> ABOUT THIS TASK: Copy the data word for word, keeping every line.

Source data:
------------------------------
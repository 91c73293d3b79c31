use tracing::debug;
use xml::reader::{EventReader, XmlEvent};

/// `<loc>` contents split by enclosing element: `<url>` entries are pages,
/// `<sitemap>` entries are nested sitemaps.
#[derive(Debug, Default)]
pub struct SitemapRefs {
    pub pages: Vec<String>,
    pub sitemaps: Vec<String>,
}

/// Stream-parse sitemap XML (`urlset` or `sitemapindex`). Tag names are
/// matched case-insensitively; attributes and elements like `<lastmod>` are
/// ignored. A parse error ends the walk and whatever was collected up to that
/// point is returned.
pub fn parse(content: &str) -> SitemapRefs {
    let mut refs = SitemapRefs::default();
    let mut in_url = false;
    let mut in_sitemap = false;
    let mut in_loc = false;
    let mut loc = String::new();

    for event in EventReader::from_str(content) {
        match event {
            Ok(XmlEvent::StartElement { name, .. }) => {
                match name.local_name.to_ascii_lowercase().as_str() {
                    "url" => in_url = true,
                    "sitemap" => in_sitemap = true,
                    "loc" => {
                        in_loc = true;
                        loc.clear();
                    }
                    _ => {}
                }
            }
            Ok(XmlEvent::Characters(data)) | Ok(XmlEvent::CData(data)) => {
                if in_loc {
                    loc.push_str(&data);
                }
            }
            Ok(XmlEvent::EndElement { name }) => {
                match name.local_name.to_ascii_lowercase().as_str() {
                    "url" => in_url = false,
                    "sitemap" => in_sitemap = false,
                    "loc" => {
                        in_loc = false;
                        let url = loc.trim().to_string();
                        if !url.is_empty() {
                            if in_url {
                                refs.pages.push(url);
                            } else if in_sitemap {
                                refs.sitemaps.push(url);
                            }
                        }
                    }
                    _ => {}
                }
            }
            Err(e) => {
                debug!("sitemap parse aborted, keeping partial result: {}", e);
                break;
            }
            _ => {}
        }
    }

    refs
}

#[cfg(test)]
mod tests {
    use super::*;

    #[test]
    fn parses_a_urlset() {
        let xml = r#"<?xml version="1.0" encoding="UTF-8"?>
            <urlset xmlns="http://www.sitemaps.org/schemas/sitemap/0.9">
              <url><loc>https://ex/a</loc><lastmod>2024-01-01</lastmod></url>
              <url><loc> https://ex/b </loc><priority>0.5</priority></url>
            </urlset>"#;
        let refs = parse(xml);
        assert_eq!(refs.pages, vec!["https://ex/a", "https://ex/b"]);
        assert!(refs.sitemaps.is_empty());
    }

    #[test]
    fn parses_a_sitemap_index() {
        let xml = r#"<sitemapindex>
              <sitemap><loc>https://ex/s1.xml</loc></sitemap>
              <sitemap><loc>https://ex/s2.xml</loc></sitemap>
            </sitemapindex>"#;
        let refs = parse(xml);
        assert!(refs.pages.is_empty());
        assert_eq!(refs.sitemaps, vec!["https://ex/s1.xml", "https://ex/s2.xml"]);
    }

    #[test]
    fn tag_names_are_case_insensitive() {
        let xml = r#"<URLSET><URL><LOC>https://ex/a</LOC></URL></URLSET>"#;
        let refs = parse(xml);
        assert_eq!(refs.pages, vec!["https://ex/a"]);
    }

    #[test]
    fn malformed_xml_returns_what_was_collected() {
        let xml = r#"<urlset>
              <url><loc>https://ex/ok</loc></url>
              <url><loc>https://ex/also-ok</loc></url>
              <url><loc>https://ex/lost"#;
        let refs = parse(xml);
        assert_eq!(refs.pages, vec!["https://ex/ok", "https://ex/also-ok"]);
    }

    #[test]
    fn loc_outside_url_or_sitemap_is_ignored() {
        let xml = r#"<urlset><loc>https://ex/stray</loc></urlset>"#;
        let refs = parse(xml);
        assert!(refs.pages.is_empty());
        assert!(refs.sitemaps.is_empty());
    }
}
------------------------------
> OUTPUT OF THE TASK:
repository 91c73293d3b79c31
use tracing::debug;
use xml::reader::{EventReader, XmlEvent};

/// `<loc>` contents split by enclosing element: `<url>` entries are pages,
/// `<sitemap>` entries are nested sitemaps.
#[derive(Debug, Default)]
pub struct SitemapRefs {
    pub pages: Vec<String>,
    pub sitemaps: Vec<String>,
}

/// Stream-parse sitemap XML (`urlset` or `sitemapindex`). Tag names are
/// matched case-insensitively; attributes and elements like `<lastmod>` are
/// ignored. A parse error ends the walk and whatever was collected up to that
/// point is returned.
pub fn parse(content: &str) -> SitemapRefs {
    let mut refs = SitemapRefs::default();
    let mut in_url = false;
    let mut in_sitemap = false;
    let mut in_loc = false;
    let mut loc = String::new();

    for event in EventReader::from_str(content) {
        match event {
            Ok(XmlEvent::StartElement { name, .. }) => {
                match name.local_name.to_ascii_lowercase().as_str() {
                    "url" => in_url = true,
                    "sitemap" => in_sitemap = true,
                    "loc" => {
                        in_loc = true;
                        loc.clear();
                    }
                    _ => {}
                }
            }
            Ok(XmlEvent::Characters(data)) | Ok(XmlEvent::CData(data)) => {
                if in_loc {
                    loc.push_str(&data);
                }
            }
            Ok(XmlEvent::EndElement { name }) => {
                match name.local_name.to_ascii_lowercase().as_str() {
                    "url" => in_url = false,
                    "sitemap" => in_sitemap = false,
                    "loc" => {
                        in_loc = false;
                        let url = loc.trim().to_string();
                        if !url.is_empty() {
                            if in_url {
                                refs.pages.push(url);
                            } else if in_sitemap {
                                refs.sitemaps.push(url);
                            }
                        }
                    }
                    _ => {}
                }
            }
            Err(e) => {
                debug!("sitemap parse aborted, keeping partial result: {}", e);
                break;
            }
            _ => {}
        }
    }

    refs
}

#[cfg(test)]
mod tests {
    use super::*;

    #[test]
    fn parses_a_urlset() {
        let xml = r#"<?xml version="1.0" encoding="UTF-8"?>
            <urlset xmlns="http://www.sitemaps.org/schemas/sitemap/0.9">
              <url><loc>https://ex/a</loc><lastmod>2024-01-01</lastmod></url>
              <url><loc> https://ex/b </loc><priority>0.5</priority></url>
            </urlset>"#;
        let refs = parse(xml);
        assert_eq!(refs.pages, vec!["https://ex/a", "https://ex/b"]);
        assert!(refs.sitemaps.is_empty());
    }

    #[test]
    fn parses_a_sitemap_index() {
        let xml = r#"<sitemapindex>
              <sitemap><loc>https://ex/s1.xml</loc></sitemap>
              <sitemap><loc>https://ex/s2.xml</loc></sitemap>
            </sitemapindex>"#;
        let refs = parse(xml);
        assert!(refs.pages.is_empty());
        assert_eq!(refs.sitemaps, vec!["https://ex/s1.xml", "https://ex/s2.xml"]);
    }

    #[test]
    fn tag_names_are_case_insensitive() {
        let xml = r#"<URLSET><URL><LOC>https://ex/a</LOC></URL></URLSET>"#;
        let refs = parse(xml);
        assert_eq!(refs.pages, vec!["https://ex/a"]);
    }

    #[test]
    fn malformed_xml_returns_what_was_collected() {
        let xml = r#"<urlset>
              <url><loc>https://ex/ok</loc></url>
              <url><loc>https://ex/also-ok</loc></url>
              <url><loc>https://ex/lost"#;
        let refs = parse(xml);
        assert_eq!(refs.pages, vec!["https://ex/ok", "https://ex/also-ok"]);
    }

    #[test]
    fn loc_outside_url_or_sitemap_is_ignored() {
        let xml = r#"<urlset><loc>https://ex/stray</loc></urlset>"#;
        let refs = parse(xml);
        assert!(refs.pages.is_empty());
        assert!(refs.sitemaps.is_empty());
    }
}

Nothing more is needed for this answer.